**ASSIGNMENT**
Return all the lines below in which the string "BatchEvent" appears.

══════

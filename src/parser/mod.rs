//! Document loading for PDF and HTML sources.

mod backend;
mod html_parser;
mod layout;
mod options;
mod pdf_parser;

use std::path::Path;

use crate::detect::{detect_format_from_path, SourceFormat};
use crate::error::Result;
use crate::model::Document;

pub use backend::{
    decode_text_simple, is_bold_font_name, BackendFontInfo, ContentOp, FontMetrics, LopdfBackend,
    PageId, PdfBackend, PdfValue,
};
pub use html_parser::HtmlParser;
pub use layout::{group_spans_into_lines, LayoutAnalyzer, TextLine, TextSpan};
pub use options::{ErrorMode, LoadOptions, PageSelection};
pub use pdf_parser::PdfParser;

/// Load a document, choosing the parser from the file extension.
pub fn load_file<P: AsRef<Path>>(path: P, options: &LoadOptions) -> Result<Document> {
    let path = path.as_ref();
    match detect_format_from_path(path)? {
        SourceFormat::Pdf => PdfParser::open(path, options.clone())?.parse(),
        SourceFormat::Html => HtmlParser::open(path)?.parse(),
    }
}
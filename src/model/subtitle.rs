//! Detected subtitles.

use serde::{Deserialize, Serialize};

/// A heading detected within a document.
#[derive(Debug, Clone, PartialEq, Eq, Serialize, Deserialize)]
pub struct Subtitle {
    /// Normalized heading text
    pub text: String,

    /// Page the heading appears on (1-indexed)
    pub page: u32,

    /// Index of the source in document order: the text block's sequence
    /// for layout headings, the bookmark's position in the flattened
    /// outline for outline headings
    pub sequence: usize,

    /// Heading level, when the source provides one
    pub level: Option<u8>,
}

impl Subtitle {
    /// Create a new subtitle.
    pub fn new(text: impl Into<String>, page: u32, sequence: usize) -> Self {
        Self {
            text: text.into(),
            page,
            sequence,
            level: None,
        }
    }

    /// Set the heading level.
    pub fn with_level(mut self, level: u8) -> Self {
        self.level = Some(level);
        self
    }
}
//! pbcsub CLI - extract subtitles from PBC documents into CSV

use std::fs;
use std::path::{Path, PathBuf};
use std::process::ExitCode;

use clap::{Parser, ValueEnum};
use colored::Colorize;
use indicatif::{ProgressBar, ProgressStyle};

use pbcsub::{
    run_batch_with_progress, BatchEvent, BatchOptions, BatchReport, ExtractOptions, LoadOptions,
    PageSelection, Strategy,
};

/// Exit code when at least one file failed.
const EXIT_FILE_FAILED: u8 = 1;
/// Exit code when the batch could not run at all.
const EXIT_SETUP_FAILED: u8 = 2;

#[derive(Parser)]
#[command(name = "pbcsub")]
#[command(version)]
#[command(
    about = "Extract subtitles from PBC documents (PDF/HTML) into CSV",
    long_about = "Reads every PDF and HTML file in the input directory, detects the \
                  subtitles of each document and writes them to <output>/<name>.csv \
                  with a single `subtitulo` column."
)]
struct Cli {
    /// Directory with the PDF and HTML documents
    #[arg(short, long, value_name = "DIR", env = "PBCSUB_INPUT", default_value = "inputs")]
    input: PathBuf,

    /// Directory receiving the CSV files
    #[arg(short, long, value_name = "DIR", env = "PBCSUB_OUTPUT", default_value = "outputs")]
    output: PathBuf,

    /// Subtitle to leave out (repeatable)
    #[arg(short, long, value_name = "TEXT", env = "PBCSUB_EXCLUDE", value_delimiter = ';')]
    exclude: Vec<String>,

    /// Do not drop the standard PBC section titles
    #[arg(long, env = "PBCSUB_NO_DEFAULT_EXCLUSIONS")]
    no_default_exclusions: bool,

    /// Where subtitles come from
    #[arg(long, value_enum, env = "PBCSUB_STRATEGY", default_value = "layout")]
    strategy: StrategyArg,

    /// Points above body text size that mark a heading
    #[arg(long, value_name = "PT", env = "PBCSUB_SIZE_DELTA", default_value = "1.5")]
    size_delta: f32,

    /// Longest subtitle kept, in characters
    #[arg(long, value_name = "CHARS", env = "PBCSUB_MAX_LENGTH", default_value = "150")]
    max_length: usize,

    /// Deepest heading level accepted (1-6)
    #[arg(long, value_name = "LEVEL", env = "PBCSUB_MAX_LEVEL", default_value = "6")]
    max_level: u8,

    /// Treat all-uppercase lines as subtitles
    #[arg(long, env = "PBCSUB_UPPERCASE")]
    uppercase: bool,

    /// Ignore bold text when detecting subtitles
    #[arg(long, env = "PBCSUB_NO_BOLD")]
    no_bold: bool,

    /// Keep subtitles that start with a lowercase letter
    #[arg(long, env = "PBCSUB_ALLOW_LOWERCASE")]
    allow_lowercase: bool,

    /// Drop repeated subtitles within a document and in the merged CSV
    #[arg(short, long, env = "PBCSUB_UNIQUE")]
    unique: bool,

    /// Also write every subtitle with its source file to this CSV
    #[arg(long, value_name = "FILE", env = "PBCSUB_COMBINED")]
    combined: Option<PathBuf>,

    /// Write a JSON report of the run
    #[arg(long, value_name = "FILE", env = "PBCSUB_REPORT")]
    report: Option<PathBuf>,

    /// Fail a file on its first unreadable page
    #[arg(long, env = "PBCSUB_STRICT")]
    strict: bool,

    /// PDF pages to read (e.g., "1-10", "1,3,5")
    #[arg(long, value_name = "PAGES", env = "PBCSUB_PAGES")]
    pages: Option<String>,

    /// Only print the summary
    #[arg(short, long)]
    quiet: bool,
}

#[derive(Copy, Clone, PartialEq, Eq, ValueEnum)]
enum StrategyArg {
    /// Font size, weight and structure (default)
    Layout,
    /// PDF bookmarks only
    Outline,
    /// Bookmarks when present, layout otherwise
    PreferOutline,
}

impl From<StrategyArg> for Strategy {
    fn from(arg: StrategyArg) -> Self {
        match arg {
            StrategyArg::Layout => Strategy::Layout,
            StrategyArg::Outline => Strategy::Outline,
            StrategyArg::PreferOutline => Strategy::PreferOutline,
        }
    }
}

fn main() -> ExitCode {
    env_logger::init();

    let cli = Cli::parse();

    let options = match build_options(&cli) {
        Ok(options) => options,
        Err(e) => {
            eprintln!("{}: {}", "Error".red().bold(), e);
            return ExitCode::from(EXIT_SETUP_FAILED);
        }
    };

    let report = match run(&options, cli.quiet) {
        Ok(report) => report,
        Err(e) => {
            eprintln!("{}: {}", "Error".red().bold(), e);
            return ExitCode::from(EXIT_SETUP_FAILED);
        }
    };

    if let Some(path) = &cli.report {
        if let Err(e) = write_report(&report, path) {
            eprintln!("{}: {}", "Error".red().bold(), e);
            return ExitCode::from(EXIT_SETUP_FAILED);
        }
    }

    print_summary(&report, &options);

    if report.is_success() {
        ExitCode::SUCCESS
    } else {
        ExitCode::from(EXIT_FILE_FAILED)
    }
}

fn build_options(cli: &Cli) -> pbcsub::Result<BatchOptions> {
    let pages = match &cli.pages {
        Some(p) => PageSelection::parse(p)?,
        None => PageSelection::All,
    };

    let mut load = LoadOptions::new().with_pages(pages);
    if cli.strict {
        load = load.strict();
    }

    let mut extract = ExtractOptions::new()
        .with_strategy(cli.strategy.into())
        .with_size_delta(cli.size_delta)
        .with_max_length(cli.max_length)
        .with_max_level(cli.max_level)
        .with_uppercase_headings(cli.uppercase)
        .with_bold_detection(!cli.no_bold)
        .with_require_capitalized(!cli.allow_lowercase)
        .with_deduplicate(cli.unique);
    if cli.no_default_exclusions {
        extract = extract.with_exclusions(Vec::<String>::new());
    }
    for text in &cli.exclude {
        extract = extract.exclude(text.clone());
    }

    let mut options = BatchOptions::new()
        .with_input_dir(&cli.input)
        .with_output_dir(&cli.output)
        .with_load_options(load)
        .with_extract_options(extract);
    if let Some(path) = &cli.combined {
        options = options.with_combined(path, cli.unique);
    }
    Ok(options)
}

fn run(options: &BatchOptions, quiet: bool) -> pbcsub::Result<BatchReport> {
    let pb = if quiet {
        ProgressBar::hidden()
    } else {
        ProgressBar::new(0)
    };
    pb.set_style(
        ProgressStyle::default_bar()
            .template("{spinner:.green} [{bar:40.cyan/blue}] {pos}/{len} {msg}")
            .unwrap()
            .progress_chars("#>-"),
    );

    let report = run_batch_with_progress(options, |event| match event {
        BatchEvent::Started { total } => pb.set_length(total as u64),
        BatchEvent::FileStarted { input } => {
            let name = input.file_name().unwrap_or_default().to_string_lossy();
            pb.set_message(name.to_string());
        }
        BatchEvent::FileFinished { report } => {
            if !report.is_ok() && !quiet {
                pb.println(format!(
                    "{} {}: {}",
                    "Skipped".yellow(),
                    report.input.display(),
                    report.error.as_deref().unwrap_or_default()
                ));
            }
            pb.inc(1);
        }
    });

    pb.finish_and_clear();
    report
}

fn write_report(report: &BatchReport, path: &Path) -> pbcsub::Result<()> {
    let json = report.to_json()?;
    fs::write(path, json).map_err(|source| pbcsub::Error::Write {
        path: path.to_path_buf(),
        source,
    })
}

fn print_summary(report: &BatchReport, options: &BatchOptions) {
    if report.files.is_empty() {
        println!(
            "{} {}",
            "No documents found in".yellow(),
            options.input_dir.display()
        );
        return;
    }

    println!("{}", "Subtitle extraction".cyan().bold());
    println!("{}", "─".repeat(40).dimmed());

    for file in &report.files {
        let name = file.input.file_name().unwrap_or_default().to_string_lossy();
        match &file.output {
            Some(output) => println!(
                "  {} {} {} {} ({})",
                "✓".green(),
                name,
                "→".dimmed(),
                output.display(),
                file.subtitles
            ),
            None => println!(
                "  {} {} {}",
                "✗".red(),
                name,
                file.error_kind.as_deref().unwrap_or_default().dimmed()
            ),
        }
    }

    println!();
    println!("{}: {}", "Processed".bold(), report.processed);
    println!("{}: {}", "Subtitles".bold(), report.total_subtitles);
    if report.failed > 0 {
        println!("{}: {}", "Failed".red().bold(), report.failed);
    }
    if let Some(path) = &report.combined {
        println!("{}: {}", "Merged CSV".bold(), path.display());
    }
}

══════

**ANSWER FOR THIS EXERCISE**
    run_batch_with_progress, BatchEvent, BatchOptions, BatchReport, ExtractOptions, LoadOptions,
        BatchEvent::Started { total } => pb.set_length(total as u64),
        BatchEvent::FileStarted { input } => {
        BatchEvent::FileFinished { report } => {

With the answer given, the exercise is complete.